= International Federation of Workers' Education Associations =

The International Federation of Workers' Education Associations (IFWEA) is an international organisation of associations, foundations, non-governmental organisations and trade unions involved in adult education for working people. It is based in Cape Town, South Africa, is an observer at the International Labour Organisation and UNESCO and is a member of SOLIDAR.

==History==

The idea to form an international federation of educational associations for workers was conceived during World War II, at the annual conference of the United Kingdom Workers' Educational Association. In 1945 a conference for members of workers' educational organisations from a number of countries was held in London, where it was resolved to create an international coalition to support collaboration between organisations.

In October 1947 the International Federation of Workers' Educational Associations (IFWEA) was officially launched at a conference in London where a formal constitution was adopted. Worker representatives from the United Kingdom, Denmark, Finland, France, the Netherlands, Luxembourg, Norway, Switzerland and Sweden attended, while observers from Germany, Poland, Austria, Czechoslovakia and the United States of America were present.

A President and Secretary General were elected, and an Executive Committee was appointed with regional representation. Representation is now regularly modified to reflect the federation's membership.

Over the past 70-odd years membership of IFWEA has increased. As of 2023, IFWEA has affiliates in more than 30 countries including South Africa, Zimbabwe, Nepal, New Zealand, Indonesia, Sri Lanka, Pakistan, Philippines, India, Cambodia, Denmark, Sweden, Norway, Portugal, Iceland, Finland, the United Kingdom, Bulgaria, Belgium, Bolivia, Peru and the United States of America.

IFWEA helps new organisations, particularly in developing countries, and provides a global space for worker educators to share resources and advance the role of trade unions and community struggles in the transformation of society. An important role is to facilitate information exchanges between members.

==Purpose==

The purpose of IFWEA is to “advance the education of the public with respect to the democratic labour movement; and to promote the carrying out of free and voluntary educational work, according to the principles of solidarity and cooperation, justice and equality, and democracy and freedom”.

==Governance==

The highest decision making assembly in IFWEA is the quadrennial International General Conference. The General Secretary, President and Executive Committee are elected at this conference. The 22nd IFWEA General Conference was held in Lima, Peru in 2015, the 23rd IFWEA General Conference was held in Cape Town, South Africa in 2019 and the 24th IFWEA General Conference was held in Cape Town, South Africa in 2023.
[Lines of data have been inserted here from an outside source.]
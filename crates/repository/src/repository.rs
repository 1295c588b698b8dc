use async_trait::async_trait;

use crate::{MessageEnvelope, RepositoryError, Result};

/// Expected position accepted by
/// [`Repository::write_message_with_expected_position`] that disables the
/// optimistic concurrency check.
pub const ANY_POSITION: i64 = -1;

/// Abstract append-only message log.
///
/// The log is dumb: it appends envelopes and serves ordered reads by stream
/// or by category. All client semantics (validation, classification,
/// subscriptions, projections) live above this port.
///
/// All reads return an empty sequence when nothing matches. Every method is
/// a plain future, so an in-flight call is aborted by dropping it; callers
/// that need prompt cancellation race the call against their shutdown
/// signal.
#[async_trait]
pub trait Repository: Send + Sync {
    /// Appends a message to its stream.
    async fn write_message(&self, message: &MessageEnvelope) -> Result<()>;

    /// Appends a message, failing with [`RepositoryError::VersionConflict`]
    /// unless the stream head matches `expected_position`.
    ///
    /// `-1` disables the check, `0` requires an empty stream, any other
    /// positive value must equal the position of the last message in the
    /// stream.
    async fn write_message_with_expected_position(
        &self,
        message: &MessageEnvelope,
        expected_position: i64,
    ) -> Result<()>;

    /// Reads up to `batch_size` messages from a stream, oldest first.
    async fn get_all_messages_in_stream(
        &self,
        stream_name: &str,
        batch_size: i64,
    ) -> Result<Vec<MessageEnvelope>>;

    /// Reads up to `batch_size` messages from a stream with
    /// `position >= since_version`, oldest first.
    async fn get_all_messages_in_stream_since(
        &self,
        stream_name: &str,
        since_version: i64,
        batch_size: i64,
    ) -> Result<Vec<MessageEnvelope>>;

    /// Reads up to `batch_size` messages across all streams of a category,
    /// ordered by global position.
    async fn get_all_messages_in_category(
        &self,
        category: &str,
        batch_size: i64,
    ) -> Result<Vec<MessageEnvelope>>;

    /// Reads up to `batch_size` messages across all streams of a category
    /// with `global_position >= since_global_position`.
    async fn get_all_messages_in_category_since(
        &self,
        category: &str,
        since_global_position: i64,
        batch_size: i64,
    ) -> Result<Vec<MessageEnvelope>>;

    /// Reads the last message in a stream, or `None` if the stream is empty.
    async fn get_last_message_in_stream(
        &self,
        stream_name: &str,
    ) -> Result<Option<MessageEnvelope>>;
}

/// Validates an envelope before it is written.
pub fn validate_envelope_for_write(message: &MessageEnvelope) -> Result<()> {
    if message.id.is_nil() {
        return Err(RepositoryError::NoMessageId);
    }
    if message.stream_name.is_empty() {
        return Err(RepositoryError::InvalidStreamName);
    }
    Ok(())
}

/// Validates an expected position before it is used in an append.
pub fn validate_expected_position(expected_position: i64) -> Result<()> {
    if expected_position < ANY_POSITION {
        return Err(RepositoryError::InvalidPosition(expected_position));
    }
    Ok(())
}

/// Validates the arguments of a stream read.
pub(crate) fn validate_stream_read(stream_name: &str, batch_size: i64) -> Result<()> {
    if stream_name.is_empty() {
        return Err(RepositoryError::InvalidStreamName);
    }
    if batch_size < 0 {
        return Err(RepositoryError::NegativeBatchSize(batch_size));
    }
    Ok(())
}

/// Validates the arguments of a category read.
///
/// Categories may not contain a hyphen; a hyphen would make the category
/// portion of entity stream names ambiguous.
pub(crate) fn validate_category_read(category: &str, batch_size: i64) -> Result<()> {
    if category.is_empty() || category.contains('-') {
        return Err(RepositoryError::InvalidCategory);
    }
    if batch_size < 0 {
        return Err(RepositoryError::NegativeBatchSize(batch_size));
    }
    Ok(())
}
The role of the IFWEA Secretariat is to stimulate the development of a democratic workers’ education movement, by providing contact between member organisations, assisting with the development of partnerships, and promoting best practice in educational design and delivery through the provision of education resources, web communication and learning events such as workshops, seminars and conferences. The IFWEA Secretariat was registered in Cape Town, South Africa in 2009, after the election of IFWEA General Secretary Sahra Ryklief in December 2007. Previously it had been registered in the UK with the Secretariat in Manchester, and prior to that, it was hosted by the AOF Norway, with the Secretariat in Oslo.

Archival records of IFWEA 1945 to 1986 are held at the Trades Union Congress (TUC) Library Collections and University Archives at London Metropolitan University, reference code GB 1924 IFWEA. Current records are held at the Institute of The Hague.

==Programmes==
===Foundation Skills for Social Change Certificate Programme===

The Foundation Skills for Social Change Certificate Programme (FSSC) provides courses aimed at grassroots leaders in community organisations and trade unions. Past programmes have included courses on youth civic and political mobilisation; participatory learning and research methods; women’s leadership; and organising for the social protection of vulnerable workers. The courses are designed by IFWEA affiliates who have expertise in these fields.

===Study Circles for Social Change Programme===

The Study Circles for Social Change Programme (SCSC) promotes study circles by training potential study circle facilitators. The study circles promote collective learning. The programme also brings study circle facilitators from different countries together online to share information on a global basis. Programmes have also included film clubs, dance clubs and theatre groups for social change.

=== Youth Global Awareness Programme ===
The annual Youth Global Awareness Programme (YGAP) run by IFWEA brings together young educators, trade union and youth leaders from around the globe. The programme, run in Cape Town, South Africa, raises awareness around global worker education issues. It is designed to mentor and develop young leaders in the field of worker education.

=== Online Labour Academy ===
The Online Labour Academy is an internet-based resource offering a range of education courses to the labour movement. Online educators can share materials, curricular and information on local, regional and international platforms.